### [YOUR INSTRUCTIONS]
Below are the records; count how many of their lines hold the string "match" and give the number alone.

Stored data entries
**********

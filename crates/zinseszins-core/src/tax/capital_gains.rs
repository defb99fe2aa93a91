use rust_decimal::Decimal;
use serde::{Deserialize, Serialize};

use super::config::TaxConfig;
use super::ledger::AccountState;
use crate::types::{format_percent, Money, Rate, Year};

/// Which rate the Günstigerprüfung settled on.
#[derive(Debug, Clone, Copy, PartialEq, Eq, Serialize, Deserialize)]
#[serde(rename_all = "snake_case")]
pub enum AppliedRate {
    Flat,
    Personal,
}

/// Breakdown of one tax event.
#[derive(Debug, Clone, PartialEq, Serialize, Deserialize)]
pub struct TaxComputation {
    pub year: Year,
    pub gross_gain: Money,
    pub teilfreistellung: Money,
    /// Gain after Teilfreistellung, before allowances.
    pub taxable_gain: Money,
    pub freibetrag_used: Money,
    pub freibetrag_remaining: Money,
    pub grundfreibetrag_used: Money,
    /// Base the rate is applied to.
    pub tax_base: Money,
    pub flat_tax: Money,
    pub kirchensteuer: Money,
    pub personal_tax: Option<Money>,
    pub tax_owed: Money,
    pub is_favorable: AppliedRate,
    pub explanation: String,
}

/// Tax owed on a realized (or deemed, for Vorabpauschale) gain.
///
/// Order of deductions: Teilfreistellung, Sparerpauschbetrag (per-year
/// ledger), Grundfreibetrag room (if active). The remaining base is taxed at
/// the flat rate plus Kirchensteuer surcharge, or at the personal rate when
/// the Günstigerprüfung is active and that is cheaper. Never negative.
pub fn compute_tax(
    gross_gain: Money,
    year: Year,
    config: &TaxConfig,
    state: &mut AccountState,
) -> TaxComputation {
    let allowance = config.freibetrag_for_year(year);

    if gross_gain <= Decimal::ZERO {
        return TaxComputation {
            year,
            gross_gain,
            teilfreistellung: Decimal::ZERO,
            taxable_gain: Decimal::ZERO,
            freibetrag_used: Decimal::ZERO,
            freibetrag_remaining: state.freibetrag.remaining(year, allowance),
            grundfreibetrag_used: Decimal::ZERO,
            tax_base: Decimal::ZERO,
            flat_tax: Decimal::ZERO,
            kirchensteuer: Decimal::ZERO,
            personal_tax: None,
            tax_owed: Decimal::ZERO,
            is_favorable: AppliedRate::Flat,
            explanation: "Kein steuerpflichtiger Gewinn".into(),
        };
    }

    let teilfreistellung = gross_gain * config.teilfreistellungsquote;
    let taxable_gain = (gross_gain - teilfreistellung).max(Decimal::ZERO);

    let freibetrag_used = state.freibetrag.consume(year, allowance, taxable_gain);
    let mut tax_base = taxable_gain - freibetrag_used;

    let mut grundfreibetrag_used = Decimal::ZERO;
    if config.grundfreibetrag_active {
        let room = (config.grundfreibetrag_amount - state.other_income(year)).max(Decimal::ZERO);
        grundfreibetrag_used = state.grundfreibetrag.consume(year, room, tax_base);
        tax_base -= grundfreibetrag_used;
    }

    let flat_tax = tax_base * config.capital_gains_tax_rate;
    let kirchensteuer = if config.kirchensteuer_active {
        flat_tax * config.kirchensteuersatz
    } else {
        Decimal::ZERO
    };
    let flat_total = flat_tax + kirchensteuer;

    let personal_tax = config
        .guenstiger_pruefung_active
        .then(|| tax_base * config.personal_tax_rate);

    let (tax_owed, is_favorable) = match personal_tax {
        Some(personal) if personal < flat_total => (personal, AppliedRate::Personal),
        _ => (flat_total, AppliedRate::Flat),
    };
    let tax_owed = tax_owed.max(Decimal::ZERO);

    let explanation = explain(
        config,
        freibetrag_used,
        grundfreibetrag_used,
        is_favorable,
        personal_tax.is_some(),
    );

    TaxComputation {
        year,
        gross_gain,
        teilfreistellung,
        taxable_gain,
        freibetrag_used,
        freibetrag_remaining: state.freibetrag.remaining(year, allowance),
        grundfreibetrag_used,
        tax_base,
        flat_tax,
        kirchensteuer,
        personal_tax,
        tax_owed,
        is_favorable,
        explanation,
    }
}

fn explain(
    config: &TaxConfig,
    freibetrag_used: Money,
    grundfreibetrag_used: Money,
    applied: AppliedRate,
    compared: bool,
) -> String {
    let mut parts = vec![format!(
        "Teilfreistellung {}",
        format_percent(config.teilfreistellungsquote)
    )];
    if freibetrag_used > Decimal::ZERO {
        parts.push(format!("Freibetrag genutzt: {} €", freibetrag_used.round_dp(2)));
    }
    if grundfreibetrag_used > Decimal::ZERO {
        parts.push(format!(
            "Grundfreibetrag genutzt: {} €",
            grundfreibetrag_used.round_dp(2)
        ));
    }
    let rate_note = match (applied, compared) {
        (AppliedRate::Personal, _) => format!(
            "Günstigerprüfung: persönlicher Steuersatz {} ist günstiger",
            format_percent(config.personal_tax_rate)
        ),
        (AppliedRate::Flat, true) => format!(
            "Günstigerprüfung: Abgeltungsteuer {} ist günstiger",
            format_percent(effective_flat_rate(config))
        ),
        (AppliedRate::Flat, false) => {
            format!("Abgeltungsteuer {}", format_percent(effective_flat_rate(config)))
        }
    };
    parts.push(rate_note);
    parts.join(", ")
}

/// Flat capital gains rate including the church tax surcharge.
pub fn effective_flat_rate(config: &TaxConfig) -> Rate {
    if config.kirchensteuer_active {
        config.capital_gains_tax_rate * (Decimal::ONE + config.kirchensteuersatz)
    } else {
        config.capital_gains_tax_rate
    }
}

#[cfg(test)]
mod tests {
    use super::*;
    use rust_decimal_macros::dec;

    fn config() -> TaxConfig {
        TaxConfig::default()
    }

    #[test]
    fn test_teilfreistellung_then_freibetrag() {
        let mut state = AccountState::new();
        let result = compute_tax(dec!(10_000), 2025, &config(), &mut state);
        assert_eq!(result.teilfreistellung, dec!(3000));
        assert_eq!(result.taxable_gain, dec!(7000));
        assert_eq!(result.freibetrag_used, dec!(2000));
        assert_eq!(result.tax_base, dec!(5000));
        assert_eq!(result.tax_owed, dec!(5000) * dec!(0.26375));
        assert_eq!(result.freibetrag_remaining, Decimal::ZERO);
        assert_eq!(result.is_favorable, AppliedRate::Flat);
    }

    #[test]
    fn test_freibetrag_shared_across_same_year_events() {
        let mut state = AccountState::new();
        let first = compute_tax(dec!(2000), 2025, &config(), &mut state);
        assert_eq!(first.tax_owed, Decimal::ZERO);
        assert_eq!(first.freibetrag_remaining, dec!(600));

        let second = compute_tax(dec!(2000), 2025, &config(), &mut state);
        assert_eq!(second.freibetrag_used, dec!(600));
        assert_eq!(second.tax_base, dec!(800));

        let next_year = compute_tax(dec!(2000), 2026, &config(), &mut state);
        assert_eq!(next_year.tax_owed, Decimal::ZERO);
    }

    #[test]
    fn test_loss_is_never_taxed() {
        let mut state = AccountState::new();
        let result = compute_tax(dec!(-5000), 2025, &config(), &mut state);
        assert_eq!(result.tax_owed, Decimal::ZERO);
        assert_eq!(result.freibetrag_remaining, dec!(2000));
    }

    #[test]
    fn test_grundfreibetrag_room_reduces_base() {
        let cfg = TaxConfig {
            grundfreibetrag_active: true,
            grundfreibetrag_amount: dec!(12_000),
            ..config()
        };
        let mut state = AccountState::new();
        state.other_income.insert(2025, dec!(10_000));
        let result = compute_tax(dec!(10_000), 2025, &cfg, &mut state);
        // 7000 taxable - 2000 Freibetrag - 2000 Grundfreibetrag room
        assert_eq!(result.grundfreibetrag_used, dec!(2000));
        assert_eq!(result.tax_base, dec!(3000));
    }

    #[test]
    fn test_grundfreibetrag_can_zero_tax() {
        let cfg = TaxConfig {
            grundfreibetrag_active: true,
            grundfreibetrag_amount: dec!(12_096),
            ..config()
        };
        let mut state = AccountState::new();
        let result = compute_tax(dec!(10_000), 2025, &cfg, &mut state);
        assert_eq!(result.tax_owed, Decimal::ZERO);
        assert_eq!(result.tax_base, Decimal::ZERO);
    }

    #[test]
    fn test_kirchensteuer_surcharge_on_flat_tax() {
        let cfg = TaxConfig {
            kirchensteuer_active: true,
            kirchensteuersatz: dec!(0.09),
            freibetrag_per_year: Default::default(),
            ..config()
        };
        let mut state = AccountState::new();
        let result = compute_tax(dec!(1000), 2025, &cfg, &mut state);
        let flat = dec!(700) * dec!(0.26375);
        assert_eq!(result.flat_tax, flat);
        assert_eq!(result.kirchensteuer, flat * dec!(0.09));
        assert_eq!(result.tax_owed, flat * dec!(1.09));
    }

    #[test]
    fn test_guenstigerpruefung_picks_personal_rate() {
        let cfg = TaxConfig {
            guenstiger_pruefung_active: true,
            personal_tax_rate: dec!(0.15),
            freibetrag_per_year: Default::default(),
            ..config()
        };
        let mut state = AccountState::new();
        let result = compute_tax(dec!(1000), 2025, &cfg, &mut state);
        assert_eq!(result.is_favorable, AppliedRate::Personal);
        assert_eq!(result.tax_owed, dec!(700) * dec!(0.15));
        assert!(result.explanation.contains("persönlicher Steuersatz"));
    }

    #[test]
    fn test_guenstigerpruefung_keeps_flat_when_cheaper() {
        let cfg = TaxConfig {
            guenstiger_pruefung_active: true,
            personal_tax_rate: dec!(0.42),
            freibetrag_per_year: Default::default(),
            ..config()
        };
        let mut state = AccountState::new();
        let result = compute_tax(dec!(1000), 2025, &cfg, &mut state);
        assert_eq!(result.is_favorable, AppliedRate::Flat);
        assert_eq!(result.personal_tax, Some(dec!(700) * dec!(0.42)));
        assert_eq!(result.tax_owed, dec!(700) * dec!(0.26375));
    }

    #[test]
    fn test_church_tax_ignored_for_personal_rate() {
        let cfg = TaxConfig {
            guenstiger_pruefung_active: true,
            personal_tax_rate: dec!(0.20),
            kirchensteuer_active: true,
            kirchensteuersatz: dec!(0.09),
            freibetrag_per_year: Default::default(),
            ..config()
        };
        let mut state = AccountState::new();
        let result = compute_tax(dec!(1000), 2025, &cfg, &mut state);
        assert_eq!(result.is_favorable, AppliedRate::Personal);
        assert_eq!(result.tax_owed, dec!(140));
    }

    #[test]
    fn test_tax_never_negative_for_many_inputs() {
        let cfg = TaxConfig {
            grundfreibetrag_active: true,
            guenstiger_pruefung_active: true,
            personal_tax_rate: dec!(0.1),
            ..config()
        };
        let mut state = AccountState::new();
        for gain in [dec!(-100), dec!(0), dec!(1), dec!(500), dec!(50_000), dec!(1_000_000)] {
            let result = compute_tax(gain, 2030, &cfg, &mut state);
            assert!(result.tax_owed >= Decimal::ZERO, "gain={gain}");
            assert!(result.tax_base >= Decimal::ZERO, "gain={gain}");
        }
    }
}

**********

### [EXERCISE ANSWER]
2